Indexing

arrays

foundation

indexing

TileDB supports indexing, which enables efficient data retrieval from disk.

TileDB implements super optimized, multi-dimensional slicing with the use of indexing. This section explains indexing in dense and sparse arrays separately. Visit the Storage Format Spec section for information on how TileDB implements indexing on storage, and the Key Concepts: Reads section to learn about how TileDB leverages indexing during the read operations.

Dense arrays

The following figure shows an example of dense array indexing. Along with the slicing information returned by the query, you know the following from the array schema: the number of dimensions, the global order, the tiling, and the fact that no empty cells exist in the array. Using solely the array schema and with basic arithmetic, you can calculate the number, size, and location of cell slabs (that is, sets of contiguous cells on disk) that form the query result, without any extra index. TileDB applies an efficient, multi-threaded algorithm that can fetch the relevant tiles from disk, decompress, and copy the cell slabs into the result buffers, all in parallel.

Sparse arrays

Slicing in sparse arrays is more difficult, because you do not know the location of empty cells until the array is written. Therefore, unlike dense arrays, TileDB needs to explicitly store the coordinates of the non-empty cells, and build an index on top of them. The index must be small in size so that it can be quickly loaded in main memory when the query is submitted. TileDB uses an R-tree as an index. The R-tree groups the coordinates of the non-empty cells into minimum bounding rectangles (MBRs), one per tile, and then recursively groups those MBRs into a tree structure. The figure below shows an example.
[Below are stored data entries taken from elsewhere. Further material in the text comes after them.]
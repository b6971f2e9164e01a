//! Unit tests for admission, correlation and resolution in [`Window`].

use std::{sync::Arc, time::Duration};

use async_trait::async_trait;
use rstest::{fixture, rstest};
use tokio::{sync::mpsc, time};

use super::*;

type TestWindow = Window<u32, &'static str, &'static str>;
type TestPromise = RequestPromise<u32, &'static str, &'static str>;

const NO_WAIT: Duration = Duration::ZERO;

#[fixture]
fn window() -> TestWindow { Window::new(2) }

struct ChannelListener(mpsc::UnboundedSender<TestPromise>);

#[async_trait]
impl ExpiryListener<u32, &'static str, &'static str> for ChannelListener {
    async fn on_expired(&self, promise: TestPromise) { let _ = self.0.send(promise); }
}

fn listening_window(max_size: usize) -> (TestWindow, mpsc::UnboundedReceiver<TestPromise>) {
    let (tx, rx) = mpsc::unbounded_channel();
    (Window::with_listener(max_size, Arc::new(ChannelListener(tx))), rx)
}

#[rstest]
#[tokio::test]
async fn capacity_one_scenario() {
    let window: TestWindow = Window::new(1);

    let a = window.offer(1, "a", NO_WAIT, None).await;
    assert!(!a.is_done());
    assert_eq!(window.size(), 1);

    let b = window.offer(2, "b", NO_WAIT, None).await;
    assert!(matches!(b.cause(), Some(RequestError::AdmissionTimeout)));
    assert_eq!(window.size(), 1);
    assert_eq!(window.free_size(), 0);

    let completed = window.complete(&1, "resp-a").expect("a is in flight");
    assert_eq!(completed.response(), Some(&"resp-a"));
    assert_eq!(a.response(), Some(&"resp-a"));
    assert_eq!(window.free_size(), 1);

    let b = window.offer(2, "b", NO_WAIT, None).await;
    assert!(!b.is_done());
    assert_eq!(window.size(), 1);
}

#[rstest]
#[tokio::test]
async fn duplicate_key_leaves_occupancy_unchanged(window: TestWindow) {
    let first = window.offer(7, "first", NO_WAIT, None).await;
    let second = window.offer(7, "second", NO_WAIT, None).await;

    assert!(matches!(second.cause(), Some(RequestError::DuplicateKey)));
    assert!(!first.is_done());
    assert_eq!(window.size(), 1);
    assert_eq!(window.free_size(), 1);
    assert_eq!(window.get(&7).map(|p| *p.request()), Some("first"));
}

#[rstest]
fn absent_keys_are_not_found(window: TestWindow) {
    assert!(window.complete(&1, "late").is_none());
    assert!(window.fail(&1, RequestError::ConnectionClosed).is_none());
    assert!(window.cancel(&1).is_none());
    assert_eq!(window.free_size(), 2);
}

#[rstest]
#[tokio::test]
async fn debug_reports_occupancy(window: TestWindow) {
    let _pending = window.offer(1, "a", NO_WAIT, None).await;
    let rendered = format!("{window:?}");
    assert!(rendered.starts_with("Window { size: 1, max_size: 2"), "{rendered}");
}

#[rstest]
#[tokio::test]
async fn each_entry_resolves_once(window: TestWindow) {
    let promise = window.offer(1, "req", NO_WAIT, None).await;

    assert!(window.fail(&1, RequestError::ConnectionClosed).is_some());
    assert!(window.complete(&1, "late").is_none());
    assert!(window.cancel(&1).is_none());
    assert!(matches!(promise.cause(), Some(RequestError::ConnectionClosed)));
    assert_eq!(window.free_size(), 2);
}

#[rstest]
#[tokio::test]
async fn blocked_offer_is_admitted_when_a_slot_frees() {
    let window: TestWindow = Window::new(1);
    let _first = window.offer(1, "a", NO_WAIT, None).await;

    let pending = {
        let window = window.clone();
        tokio::spawn(async move { window.offer(2, "b", Duration::from_secs(5), None).await })
    };
    while window.pending_offer_count() == 0 {
        tokio::task::yield_now().await;
    }
    window.complete(&1, "ok");

    let second = pending.await.expect("join");
    assert!(!second.is_done());
    assert!(window.contains_key(&2));
    assert_eq!(window.pending_offer_count(), 0);
}

#[tokio::test]
async fn admission_timeout_elapses() {
    time::pause();
    let window: TestWindow = Window::new(1);
    let _first = window.offer(1, "a", NO_WAIT, None).await;

    let start = time::Instant::now();
    let second = window.offer(2, "b", Duration::from_millis(250), None).await;
    assert!(matches!(second.cause(), Some(RequestError::AdmissionTimeout)));
    assert!(start.elapsed() >= Duration::from_millis(250));
    assert_eq!(window.size(), 1);
}

#[tokio::test]
async fn unanswered_request_expires_at_its_deadline() {
    time::pause();
    let (window, mut expired) = listening_window(1);
    let start = time::Instant::now();
    let promise = window.offer(1, "req", NO_WAIT, Some(Duration::from_millis(500))).await;

    assert!(promise.wait(None).await);
    assert!(matches!(promise.cause(), Some(RequestError::Expired)));
    assert!(start.elapsed() >= Duration::from_millis(500));
    assert_eq!(window.size(), 0);
    assert_eq!(window.free_size(), 1);

    let notified = expired.recv().await.expect("listener notified");
    assert_eq!(*notified.key(), 1);
}

#[tokio::test]
async fn deadline_is_a_no_op_after_completion() {
    time::pause();
    let (window, mut expired) = listening_window(1);
    let promise = window.offer(1, "req", NO_WAIT, Some(Duration::from_millis(100))).await;
    window.complete(&1, "resp");

    let replacement = window.offer(1, "again", NO_WAIT, None).await;
    time::sleep(Duration::from_millis(300)).await;

    assert_eq!(promise.response(), Some(&"resp"));
    assert!(!replacement.is_done());
    assert!(window.contains_key(&1));
    assert!(expired.try_recv().is_err());
}

#[rstest]
#[tokio::test]
async fn wait_times_out_and_marks_the_caller(window: TestWindow) {
    time::pause();
    let promise = window.offer(1, "req", NO_WAIT, None).await;
    assert_eq!(promise.caller_hint(), CallerHint::NotWaiting);

    assert!(!promise.wait(Some(Duration::from_millis(10))).await);
    assert_eq!(promise.caller_hint(), CallerHint::GaveUp);
    assert!(window.contains_key(&1));
}

#[rstest]
#[tokio::test]
async fn waiting_caller_is_woken_by_completion(window: TestWindow) {
    let promise = window.offer(1, "req", NO_WAIT, None).await;
    let waiter = {
        let promise = promise.clone();
        tokio::spawn(async move { promise.wait(None).await })
    };
    while promise.caller_hint() != CallerHint::Waiting {
        tokio::task::yield_now().await;
    }
    window.complete(&1, "resp");
    assert!(waiter.await.expect("join"));
}

#[rstest]
#[tokio::test]
async fn promise_cancel_goes_through_the_window(window: TestWindow) {
    let promise = window.offer(1, "req", NO_WAIT, None).await;
    assert!(promise.cancel());
    assert!(promise.is_cancelled());
    assert!(!window.contains_key(&1));
    assert_eq!(window.free_size(), 2);
    assert!(!promise.cancel());
}

#[rstest]
#[tokio::test]
async fn stale_cancel_does_not_touch_a_reoffered_key(window: TestWindow) {
    let stale = window.offer(1, "first", NO_WAIT, None).await;
    window.complete(&1, "done");
    let fresh = window.offer(1, "second", NO_WAIT, None).await;

    assert!(!stale.cancel());
    assert!(!fresh.is_done());
    assert!(window.contains_key(&1));
}

#[tokio::test]
async fn fail_all_resolves_in_offer_order() {
    let window: TestWindow = Window::new(4);
    for key in [30, 10, 20] {
        window.offer(key, "req", NO_WAIT, None).await;
    }

    let failed = window.fail_all(&RequestError::ConnectionClosed);
    let keys: Vec<u32> = failed.iter().map(|p| *p.key()).collect();
    assert_eq!(keys, vec![30, 10, 20]);
    assert!(failed
        .iter()
        .all(|p| matches!(p.cause(), Some(RequestError::ConnectionClosed))));
    assert_eq!(window.size(), 0);
    assert_eq!(window.free_size(), 4);
}

#[tokio::test]
async fn destroy_interrupts_blocked_and_future_offers() {
    let window: TestWindow = Window::new(1);
    let in_flight = window.offer(1, "a", NO_WAIT, None).await;
    let blocked = {
        let window = window.clone();
        tokio::spawn(async move { window.offer(2, "b", Duration::from_secs(60), None).await })
    };
    while window.pending_offer_count() == 0 {
        tokio::task::yield_now().await;
    }

    let cancelled = window.destroy();
    assert_eq!(cancelled.len(), 1);
    assert!(in_flight.is_cancelled());

    let blocked = blocked.await.expect("join");
    assert!(matches!(blocked.cause(), Some(RequestError::Interrupted)));
    let late = window.offer(3, "c", Duration::from_secs(1), None).await;
    assert!(matches!(late.cause(), Some(RequestError::Interrupted)));
    assert!(window.is_destroyed());
    assert_eq!(window.size(), 0);
    assert_eq!(window.free_size(), 0);
}

#[tokio::test(flavor = "multi_thread", worker_threads = 4)]
async fn racing_resolutions_release_every_slot() {
    let window: Window<u32, u32, u32> = Window::new(8);
    let mut tasks = Vec::new();
    for key in 0..200u32 {
        let window = window.clone();
        tasks.push(tokio::spawn(async move {
            let promise = window.offer(key, key, Duration::from_secs(5), None).await;
            let racers = [
                tokio::spawn({
                    let window = window.clone();
                    async move { window.complete(&key, key).is_some() }
                }),
                tokio::spawn({
                    let window = window.clone();
                    async move { window.fail(&key, RequestError::ConnectionClosed).is_some() }
                }),
                tokio::spawn({
                    let window = window.clone();
                    async move { window.cancel(&key).is_some() }
                }),
            ];
            let mut winners = 0;
            for racer in racers {
                if racer.await.expect("join") {
                    winners += 1;
                }
            }
            assert_eq!(winners, 1, "exactly one resolution per entry");
            assert!(promise.is_done());
        }));
    }
    for task in tasks {
        task.await.expect("join");
    }
    assert_eq!(window.size(), 0);
    assert_eq!(window.free_size(), 8);
}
The slicing algorithm then traverses the R-tree to find which tile MBRs overlap the query, fetches in parallel those tiles from storage, and decompresses them. Then, for every partially overlapping tile, the algorithm needs to further check the coordinates one by one to determine whether they fall inside the query slice. TileDB implements this simple algorithm with multi-threading and vectorization, leading to extremely efficient multi-dimensional slicing in sparse arrays.